Back at the entrance building, we struck up conversation with some Panamanian tourists, flexing our Spanish and they their English. It was amusing to watch the tourist speak to the vendors in Spanish and the vendors replying in Japanese, neither understanding each other.
Best of all, an old man sat making postcards from elaborate paper stencils, each design emerging from a layered sheaf of paper, each color flipped aside as he finished with it. He refused to sell any to us, insisting instead that we each take one for free. He signed them for us.
Back in Sapporo, we ate dinner at the Indian restaurant Taj Mahal, the same place I. and I ate last year, then went to see the sculptures in the Odori park blocks. They were beautiful, but word to the wise: it's better to visit the festival at the beginning than at the end. The sculptures were a bit dirty and melted, all around worse for wear than the ones we saw last year at the opening of the festival.
As a final capper to the night, back in the room, the phone rang around ten o'clock. I answered it in English, expecting it to be either C. or Mom. But no. A man told me, in English, that he was looking for companionship and other sweet nothings. He sounded like a foreigner - he didn't have a Japanese accent. Flustered, I angrily told him that my boyfriend was in the room with me and asked him what he'd like me to do, at which point he hung up. Creeped me out - my own personal chikan, and I wondered how he had known that a woman and a foreigner was in this room. I hadn't seen anyone in the hall on this floor, and though he could have spotted me in the lobby, there was no way of knowing my room. Perhaps he passed by and heard female voices. At any rate, I immediately wished that I had said something more witty and withering. Alas.
Saturday, February 10, 2007
sapporo first night
Touched down in Sapporo after a minimum of hassle with the flight. Rolling into Sapporo station, it's cold but not freezing. Funny, last year we arrived during a blizzard, with feet of packed snow rendering the roads lumpy and crunch and hazardous and with walking-path tunnels chopped into the ten-foot high drifts shoved to the side. I just thought Sapporo, and Hokkaido, were always like that. Guess it was a fluke.
It has been a warm winter, with almost nary a complaint from perennially cold me. Now all checked in and snuggled down into our Toyoko Inn, Eki-minami-guchi.
Let SnowFest '07 begin.
Tuesday, February 06, 2007
lost nights
I spend a lot of time trying to triangulate my motorbiking routes, making my commute more streamlined. Eventually, this leads to shorter travel time, but in the meantime I spend a lot of times utterly lost, riding around looking for familiar landmarks and telltale signs.
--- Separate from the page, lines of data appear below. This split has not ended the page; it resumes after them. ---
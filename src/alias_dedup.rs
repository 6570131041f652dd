//! Alias Deduplication
//!
//! Renames table aliases declared more than once in the same FROM scope.
//! The first declaration keeps its name; later ones become `<alias>2`,
//! `<alias>3`, ... Column references are rebound by clause scope:
//!
//! - a reference inside the FROM/JOIN list after a renamed declaration
//!   (typically its ON predicate) follows that declaration
//! - a reference anywhere else in the statement (SELECT list, WHERE,
//!   GROUP BY, ...) stays bound to the first declaration
//! - subqueries are separate scopes; an inner declaration shadows outer ones
//!
//! If the statement cannot be tokenized, only the duplicate declarations are
//! renamed and references are left untouched.

use crate::aliases::{is_non_alias_keyword, splice, AliasTable};
use sqlparser::dialect::MySqlDialect;
use sqlparser::tokenizer::{Token, TokenWithLocation, Tokenizer};
use std::collections::{HashMap, HashSet};
use std::ops::Range;
use tracing::warn;

const CLAUSE_END: &[&str] = &[
    "WHERE", "GROUP", "ORDER", "HAVING", "LIMIT", "UNION", "EXCEPT", "INTERSECT", "WINDOW",
];

/// Aliases (lowercased) declared more than once anywhere in `sql`.
pub fn duplicate_aliases(sql: &str) -> Vec<String> {
    let mut counts: Vec<(String, usize)> = Vec::new();
    for decl in AliasTable::parse(sql).declarations() {
        if !decl.is_explicit() {
            continue;
        }
        let key = decl.alias.to_lowercase();
        match counts.iter_mut().find(|(k, _)| *k == key) {
            Some((_, n)) => *n += 1,
            None => counts.push((key, 1)),
        }
    }
    counts.into_iter().filter(|(_, n)| *n > 1).map(|(k, _)| k).collect()
}

pub fn deduplicate(sql: &str) -> String {
    if duplicate_aliases(sql).is_empty() {
        return sql.to_string();
    }

    let mut tokenizer = Tokenizer::new(&MySqlDialect {}, sql);
    match tokenizer.tokenize_with_location() {
        Ok(tokens) => ScopedRenamer::new(sql, &tokens).run(),
        Err(e) => {
            warn!("Tokenizer failed ({}), renaming duplicate declarations only", e);
            rename_declarations_only(sql)
        }
    }
}

fn rename_declarations_only(sql: &str) -> String {
    let tables = AliasTable::parse(sql);
    let mut taken: HashSet<String> = tables.aliases().iter().map(|a| a.to_lowercase()).collect();
    let mut seen: HashMap<String, usize> = HashMap::new();
    let mut edits: Vec<(Range<usize>, String)> = Vec::new();

    for decl in tables.declarations() {
        let Some(span) = decl.alias_span.clone() else {
            continue;
        };
        let key = decl.alias.to_lowercase();
        let count = seen.entry(key).or_insert(0);
        *count += 1;
        if *count > 1 {
            let new_name = fresh_name(&decl.alias, *count, &taken);
            taken.insert(new_name.to_lowercase());
            edits.push((span, new_name));
        }
    }
    apply_edits(sql, edits)
}

#[derive(Default)]
struct Scope {
    /// lowercased alias -> number of declarations so far
    declared: HashMap<String, usize>,
    /// lowercased alias -> name references currently bind to
    active: HashMap<String, String>,
    in_from: bool,
    /// a `(` directly after FROM/JOIN: the closing paren is followed by an alias
    derived: bool,
    /// a SELECT opened at this depth; otherwise a nested FROM belongs to a
    /// function call such as `EXTRACT(YEAR FROM d)`
    selected: bool,
}

struct ScopedRenamer<'a> {
    sql: &'a str,
    /// (token, byte offset) for every non-whitespace token
    tokens: Vec<(&'a Token, usize)>,
    scopes: Vec<Scope>,
    taken: HashSet<String>,
    edits: Vec<(Range<usize>, String)>,
}

impl<'a> ScopedRenamer<'a> {
    fn new(sql: &'a str, tokens: &'a [TokenWithLocation]) -> Self {
        let offsets = LineIndex::new(sql);
        let tokens = tokens
            .iter()
            .filter(|t| !matches!(t.token, Token::Whitespace(_) | Token::EOF))
            .map(|t| {
                let offset = offsets.byte_offset(t.location.line as usize, t.location.column as usize);
                (&t.token, offset)
            })
            .collect();
        let taken = AliasTable::parse(sql)
            .aliases()
            .iter()
            .map(|a| a.to_lowercase())
            .collect();

        Self {
            sql,
            tokens,
            scopes: vec![Scope::default()],
            taken,
            edits: Vec::new(),
        }
    }

    fn run(mut self) -> String {
        let mut i = 0;
        while i < self.tokens.len() {
            let (token, _) = self.tokens[i];
            match token {
                Token::Word(w) if w.quote_style.is_none() => {
                    let upper = w.value.to_uppercase();
                    let call_argument = upper == "FROM"
                        && self.scopes.len() > 1
                        && !self.scopes.last().map(|s| s.selected).unwrap_or(true);
                    if (upper == "FROM" || upper == "JOIN") && !call_argument {
                        if upper == "FROM" {
                            self.current().in_from = true;
                        }
                        i = self.declaration(i + 1);
                        continue;
                    }
                    if upper == "SELECT" {
                        let scope = self.current();
                        scope.in_from = false;
                        scope.selected = true;
                        scope.declared.clear();
                        scope.active.clear();
                    } else if CLAUSE_END.contains(&upper.as_str()) {
                        let scope = self.current();
                        scope.in_from = false;
                        scope.active.clear();
                    } else if self.is_reference_head(i) {
                        self.rebind_reference(i);
                        i += 3;
                        continue;
                    }
                }
                Token::Comma => {
                    let in_from = self.current().in_from;
                    if in_from {
                        i = self.declaration(i + 1);
                        continue;
                    }
                }
                Token::LParen => {
                    self.scopes.push(Scope::default());
                }
                Token::RParen => {
                    if self.scopes.len() > 1 {
                        let closed = self.scopes.pop();
                        if closed.map(|s| s.derived).unwrap_or(false) {
                            i = self.derived_alias(i + 1);
                            continue;
                        }
                    }
                }
                _ => {}
            }
            i += 1;
        }

        apply_edits(self.sql, self.edits)
    }

    fn current(&mut self) -> &mut Scope {
        let last = self.scopes.len() - 1;
        &mut self.scopes[last]
    }

    /// Parses `table [AS] alias` starting at token `i`; returns the index to resume at.
    fn declaration(&mut self, mut i: usize) -> usize {
        match self.tokens.get(i) {
            Some((Token::LParen, _)) => {
                self.scopes.push(Scope {
                    derived: true,
                    ..Default::default()
                });
                return i + 1;
            }
            Some((Token::Word(w), _)) if !is_non_alias_keyword(&w.value) => {}
            _ => return i,
        }
        i += 1;
        // schema-qualified table
        if matches!(self.tokens.get(i), Some((Token::Period, _)))
            && matches!(self.tokens.get(i + 1), Some((Token::Word(_), _)))
        {
            i += 2;
        }
        self.alias_after(i)
    }

    fn derived_alias(&mut self, i: usize) -> usize {
        self.alias_after(i)
    }

    fn alias_after(&mut self, mut i: usize) -> usize {
        if let Some((Token::Word(w), _)) = self.tokens.get(i) {
            if w.quote_style.is_none() && w.value.eq_ignore_ascii_case("AS") {
                i += 1;
            }
        }
        let Some(&(token, offset)) = self.tokens.get(i) else {
            return i;
        };
        let Token::Word(w) = token else {
            return i;
        };
        if w.quote_style.is_some() || is_non_alias_keyword(&w.value) {
            return i;
        }

        let key = w.value.to_lowercase();
        let count = {
            let scope = self.current();
            let count = scope.declared.entry(key.clone()).or_insert(0);
            *count += 1;
            *count
        };

        if count > 1 {
            let new_name = fresh_name(&w.value, count, &self.taken);
            self.taken.insert(new_name.to_lowercase());
            self.edits.push((offset..offset + w.value.len(), new_name.clone()));
            self.current().active.insert(key, new_name);
        } else {
            self.current().active.remove(&key);
        }
        i + 1
    }

    /// `word . word` not itself preceded by a period.
    fn is_reference_head(&self, i: usize) -> bool {
        let preceded_by_period = i > 0 && matches!(self.tokens[i - 1].0, Token::Period);
        !preceded_by_period
            && matches!(self.tokens.get(i + 1), Some((Token::Period, _)))
            && matches!(self.tokens.get(i + 2), Some((Token::Word(_), _)))
    }

    fn rebind_reference(&mut self, i: usize) {
        let (token, offset) = self.tokens[i];
        let Token::Word(w) = token else {
            return;
        };
        let key = w.value.to_lowercase();
        for scope in self.scopes.iter().rev() {
            if !scope.declared.contains_key(&key) {
                continue;
            }
            if scope.in_from {
                if let Some(new_name) = scope.active.get(&key) {
                    self.edits.push((offset..offset + w.value.len(), new_name.clone()));
                }
            }
            return;
        }
    }
}

fn fresh_name(alias: &str, start: usize, taken: &HashSet<String>) -> String {
    let mut n = start;
    loop {
        let candidate = format!("{}{}", alias, n);
        if !taken.contains(&candidate.to_lowercase()) {
            return candidate;
        }
        n += 1;
    }
}

fn apply_edits(sql: &str, mut edits: Vec<(Range<usize>, String)>) -> String {
    edits.sort_by_key(|(span, _)| span.start);
    let mut out = sql.to_string();
    for (span, name) in edits.iter().rev() {
        out = splice(&out, std::slice::from_ref(span), name);
    }
    out
}

/// Maps tokenizer (line, column) locations, both 1-based and counted in
/// chars, to byte offsets.
struct LineIndex<'a> {
    sql: &'a str,
    line_starts: Vec<usize>,
}

impl<'a> LineIndex<'a> {
    fn new(sql: &'a str) -> Self {
        let mut line_starts = vec![0];
        line_starts.extend(sql.match_indices('\n').map(|(idx, _)| idx + 1));
        Self { sql, line_starts }
    }

    fn byte_offset(&self, line: usize, column: usize) -> usize {
        let start = self
            .line_starts
            .get(line.saturating_sub(1))
            .copied()
            .unwrap_or(self.sql.len());
        let rest = &self.sql[start..];
        rest.char_indices()
            .nth(column.saturating_sub(1))
            .map(|(idx, _)| start + idx)
            .unwrap_or(self.sql.len())
    }
}

#[cfg(test)]
mod tests {
    use super::*;

    #[test]
    fn test_second_declaration_renamed() {
        let sql = "SELECT a.name FROM customers a JOIN orders a ON a.customer_id = a.id";
        let out = deduplicate(sql);
        assert_eq!(
            out,
            "SELECT a.name FROM customers a JOIN orders a2 ON a2.customer_id = a2.id"
        );
        assert!(duplicate_aliases(&out).is_empty());
    }

    #[test]
    fn test_where_clause_stays_on_first_declaration() {
        let sql = "SELECT a.x FROM t1 a JOIN t2 a ON a.k = a.k WHERE a.x > 1";
        let out = deduplicate(sql);
        assert_eq!(out, "SELECT a.x FROM t1 a JOIN t2 a2 ON a2.k = a2.k WHERE a.x > 1");
    }

    #[test]
    fn test_third_declaration_gets_next_number() {
        let sql = "SELECT 1 FROM t1 s JOIN t2 s ON s.id = 1 JOIN t3 s ON s.id = 2";
        let out = deduplicate(sql);
        assert_eq!(out, "SELECT 1 FROM t1 s JOIN t2 s2 ON s2.id = 1 JOIN t3 s3 ON s3.id = 2");
    }

    #[test]
    fn test_identical_substrings_are_not_rewritten() {
        let sql = "SELECT a.area, 'a' AS label FROM t1 a JOIN t2 a ON a.id = a.id";
        let out = deduplicate(sql);
        assert!(out.starts_with("SELECT a.area, 'a' AS label FROM t1 a JOIN t2 a2"));
    }

    #[test]
    fn test_subquery_aliases_are_separate_scopes() {
        let sql = "SELECT a.x FROM t1 a WHERE a.id IN (SELECT a.id FROM t2 a)";
        assert_eq!(deduplicate(sql), sql);
    }

    #[test]
    fn test_existing_numbered_alias_is_skipped() {
        let sql = "SELECT 1 FROM t1 a JOIN t2 a2 ON a2.id = a.id JOIN t3 a ON a.id = a2.id";
        let out = deduplicate(sql);
        assert!(out.contains("JOIN t3 a3 ON a3.id = a2.id"), "{}", out);
    }

    #[test]
    fn test_multiline_offsets() {
        let sql = "SELECT a.x\nFROM t1 a\nJOIN t2 a\n  ON a.id = a.id";
        let out = deduplicate(sql);
        assert_eq!(out, "SELECT a.x\nFROM t1 a\nJOIN t2 a2\n  ON a2.id = a2.id");
    }

    #[test]
    fn test_from_inside_function_call_is_ignored() {
        let sql = "SELECT EXTRACT(YEAR FROM a.date) FROM t1 a JOIN t2 a ON a.id = a.id";
        let out = deduplicate(sql);
        assert_eq!(out, "SELECT EXTRACT(YEAR FROM a.date) FROM t1 a JOIN t2 a2 ON a2.id = a2.id");
    }

    #[test]
    fn test_no_duplicates_is_identity() {
        let sql = "SELECT a.x FROM t1 a JOIN t2 b ON a.id = b.id";
        assert_eq!(deduplicate(sql), sql);
    }
}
Usually that's okay - I don't attempt an alternate route unless I have a little time on my hands and a bit of wanderlust. And it often leads to great revelations: "Hey! I just cut ten minutes off my route!" and "Cool! I don't have to ride on the huge death-road anymore!" and "Wow! This rad thrift store is only 5 minutes ride from my house!"
At eleven pm, though, after a long day, I'm ready to go home. I usually end up finding and following a bus toward a likely destination.
Thursday, February 01, 2007
ersatz
A word I never bothered to look up until reading it in "A Thread of Grace" by Mary Doria Russell. Means synthetic; artificial; a substitute for the genuine article.